巨细胞病毒感染

　　【概述】

　　ｃｍｖ感染在全世界分布，人是ｃｍｖ的唯一宿主。不同国家及不同经济状况感染率不同。成人ｃｍｖ感染和免疫功能有密切关系。

　　【诊断】

　　单靠临床表现不能诊断ｃｍｖ感染，从临床标本中分离出病毒，同时抗体呈出４倍以上增加或持续抗体滴度升高，将有助于诊断。

　　一、病毒分离　最好用唾液、尿液、生殖道分泌物、乳汁和白细胞，接种到人的成纤维细胞内繁殖和分离，细胞病变效应（ｃｐｅ）在１天或数周后出现，经固定和ｈｅ染色后可观察到巨细胞，核内有内包涵体，核周晕圈及嗜酸性胞浆内包涵体，很象“猫头鹰眼”（ｏｗｌ′ｓ　ｅｙｅ）亦可用单克隆或多克隆抗体的荧光染色等方法检查。

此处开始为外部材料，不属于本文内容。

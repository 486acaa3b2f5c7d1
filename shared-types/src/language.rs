use serde::{Deserialize, Serialize};
use std::str::FromStr;
use ts_rs::TS;

use crate::ParseEnumError;

/// Display languages offered by the site.
#[derive(Debug, Clone, Copy, Default, Serialize, Deserialize, TS, PartialEq, Eq, Hash)]
#[serde(rename_all = "lowercase")]
pub enum Language {
    #[default]
    Pt,
    En,
    Ja,
}

impl Language {
    pub const ALL: [Language; 3] = [Language::Pt, Language::En, Language::Ja];

    pub fn as_str(&self) -> &'static str {
        match self {
            Language::Pt => "pt",
            Language::En => "en",
            Language::Ja => "ja",
        }
    }

    /// Resolve a persisted preference, falling back to the default for
    /// anything outside the supported set.
    pub fn from_stored(value: Option<&str>) -> Self {
        value
            .and_then(|tag| tag.parse().ok())
            .unwrap_or_default()
    }
}

impl std::fmt::Display for Language {
    fn fmt(&self, f: &mut std::fmt::Formatter<'_>) -> std::fmt::Result {
        write!(f, "{}", self.as_str())
    }
}

impl FromStr for Language {
    type Err = ParseEnumError;

    fn from_str(s: &str) -> Result<Self, Self::Err> {
        match s {
            "pt" => Ok(Language::Pt),
            "en" => Ok(Language::En),
            "ja" => Ok(Language::Ja),
            other => Err(ParseEnumError::new("language", other)),
        }
    }
}

#[cfg(test)]
mod tests {
    use super::*;

    #[test]
    fn test_from_stored_falls_back_to_portuguese() {
        assert_eq!(Language::from_stored(Some("fr")), Language::Pt);
        assert_eq!(Language::from_stored(Some("")), Language::Pt);
        assert_eq!(Language::from_stored(None), Language::Pt);
        assert_eq!(Language::from_stored(Some("ja")), Language::Ja);
    }
}
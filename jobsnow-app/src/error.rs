use thiserror::Error;

/// PostgREST code for a single-row request that matched nothing.
pub const NO_ROWS_CODE: &str = "PGRST116";

/// Failure reported by the external data/identity service.
#[derive(Debug, Clone, Error, PartialEq)]
#[error("{message}")]
pub struct ServiceError {
    pub code: Option<String>,
    pub message: String,
    pub status: Option<u16>,
}

impl ServiceError {
    pub fn new(message: impl Into<String>) -> Self {
        Self {
            code: None,
            message: message.into(),
            status: None,
        }
    }

    pub fn with_code(code: impl Into<String>, message: impl Into<String>) -> Self {
        Self {
            code: Some(code.into()),
            message: message.into(),
            status: None,
        }
    }

    pub fn no_rows() -> Self {
        Self::with_code(NO_ROWS_CODE, "JSON object requested, multiple (or no) rows returned")
    }

    pub fn with_status(mut self, status: u16) -> Self {
        self.status = Some(status);
        self
    }

    /// A single-row fetch found nothing. Callers treat this as an empty state.
    pub fn is_no_rows(&self) -> bool {
        self.code.as_deref() == Some(NO_ROWS_CODE)
    }

    /// The server answered and refused the credentials (bad grant, expired or
    /// revoked token). Transport failures and server errors carry no such answer.
    pub fn rejects_credentials(&self) -> bool {
        matches!(self.status, Some(400 | 401 | 403))
    }
}

impl From<reqwest::Error> for ServiceError {
    fn from(e: reqwest::Error) -> Self {
        let status = e.status().map(|status| status.as_u16());
        Self {
            code: None,
            message: e.to_string(),
            status,
        }
    }
}

impl From<anyhow::Error> for ServiceError {
    fn from(e: anyhow::Error) -> Self {
        Self::new(format!("{e:#}"))
    }
}

/// Failures caught before any network call.
#[derive(Debug, Clone, Error, PartialEq, Eq)]
pub enum ValidationError {
    #[error("passwords do not match")]
    PasswordMismatch,
    #[error("password must have at least {min} characters")]
    PasswordTooShort { min: usize },
    #[error("{field} is required")]
    Required { field: &'static str },
    #[error("'{0}' is not a valid e-mail address")]
    InvalidEmail(String),
    #[error("'{value}' is not a valid value for {field}")]
    InvalidValue { field: String, value: String },
    #[error("you must be signed in")]
    NotSignedIn,
}

impl ValidationError {
    /// Key of the localized description in the `notifications` section.
    pub fn message_key(&self) -> &'static str {
        match self {
            ValidationError::PasswordMismatch => "validation.passwordMismatch",
            ValidationError::PasswordTooShort { .. } => "validation.passwordTooShort",
            ValidationError::Required { .. } => "validation.required",
            ValidationError::InvalidEmail(_) => "validation.invalidEmail",
            ValidationError::InvalidValue { .. } => "validation.invalidValue",
            ValidationError::NotSignedIn => "validation.notSignedIn",
        }
    }
}

/// User-facing categories for identity failures.
#[derive(Debug, Clone, Error, PartialEq)]
pub enum AuthError {
    #[error("this e-mail is already registered")]
    AlreadyRegistered,
    #[error("invalid login credentials")]
    InvalidCredentials,
    #[error("e-mail not confirmed")]
    EmailNotConfirmed,
    #[error(transparent)]
    Validation(#[from] ValidationError),
    #[error("unexpected error: {0}")]
    Unexpected(String),
}

impl AuthError {
    /// Map a raw service message onto a known category by substring.
    pub fn categorize(error: &ServiceError) -> Self {
        let message = error.message.to_lowercase();
        if message.contains("already registered") {
            AuthError::AlreadyRegistered
        } else if message.contains("invalid login credentials") {
            AuthError::InvalidCredentials
        } else if message.contains("email not confirmed") {
            AuthError::EmailNotConfirmed
        } else {
            AuthError::Unexpected(error.message.clone())
        }
    }

    /// Key of the localized description in the `notifications` section.
    pub fn message_key(&self) -> &'static str {
        match self {
            AuthError::AlreadyRegistered => "auth.alreadyRegistered",
            AuthError::InvalidCredentials => "auth.invalidCredentials",
            AuthError::EmailNotConfirmed => "auth.emailNotConfirmed",
            AuthError::Validation(e) => e.message_key(),
            AuthError::Unexpected(_) => "generic.unexpected",
        }
    }
}

#[derive(Debug, Clone, Error, PartialEq)]
pub enum WizardError {
    #[error("step {step} has required fields left empty")]
    StepIncomplete { step: usize },
    #[error("already at the first step")]
    AtFirstStep,
    #[error("already at the last step")]
    AtLastStep,
    #[error("finish is only available at step {last}")]
    NotAtLastStep { last: usize },
    #[error(transparent)]
    Validation(#[from] ValidationError),
    #[error("failed to save profile: {0}")]
    Save(#[from] ServiceError),
}

#[derive(Debug, Error)]
pub enum LocaleError {
    #[error("translation not found: {language}/{section}")]
    NotFound { language: String, section: String },
    #[error("failed to read {path}: {source}")]
    Io {
        path: String,
        #[source]
        source: std::io::Error,
    },
    #[error("invalid translation file {language}/{section}: {source}")]
    Parse {
        language: String,
        section: String,
        #[source]
        source: serde_json::Error,
    },
}

#[cfg(test)]
mod tests {
    use super::*;

    #[test]
    fn test_categorize_known_messages() {
        let cases = [
            ("User already registered", AuthError::AlreadyRegistered),
            ("Invalid login credentials", AuthError::InvalidCredentials),
            ("Email not confirmed", AuthError::EmailNotConfirmed),
        ];
        for (message, expected) in cases {
            assert_eq!(AuthError::categorize(&ServiceError::new(message)), expected);
        }

        match AuthError::categorize(&ServiceError::new("rate limit exceeded")) {
            AuthError::Unexpected(message) => assert_eq!(message, "rate limit exceeded"),
            other => panic!("unexpected category: {other:?}"),
        }
    }

    #[test]
    fn test_no_rows_detection() {
        assert!(ServiceError::no_rows().is_no_rows());
        assert!(!ServiceError::with_code("42501", "permission denied").is_no_rows());
        assert!(!ServiceError::new("timeout").is_no_rows());
    }

    #[test]
    fn test_credential_rejection_needs_an_answer() {
        assert!(ServiceError::new("invalid JWT").with_status(401).rejects_credentials());
        assert!(ServiceError::with_code("refresh_token_not_found", "Invalid Refresh Token")
            .with_status(400)
            .rejects_credentials());
        assert!(!ServiceError::new("error sending request").rejects_credentials());
        assert!(!ServiceError::new("Bad Gateway").with_status(502).rejects_credentials());
    }
}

　　二、血清抗体检测　最常用的有补体结合试验（ｃｆ）、间接免疫荧光试验（ｉｉｆ）、免疫酶试验（ｅｉａ）、间接血凝试验（ｉｈａ）和放射免疫试验（ｒｉａ）等检测ｃｍｖ－ｉｇｇ和ｉｇｍ抗体。当单份血清标本已确定既往有ｃｍｖ感染时，应当立即留血清标本，以及间隔２周、４周、８周再留血清标本，结合病毒分离可作原发感染诊断。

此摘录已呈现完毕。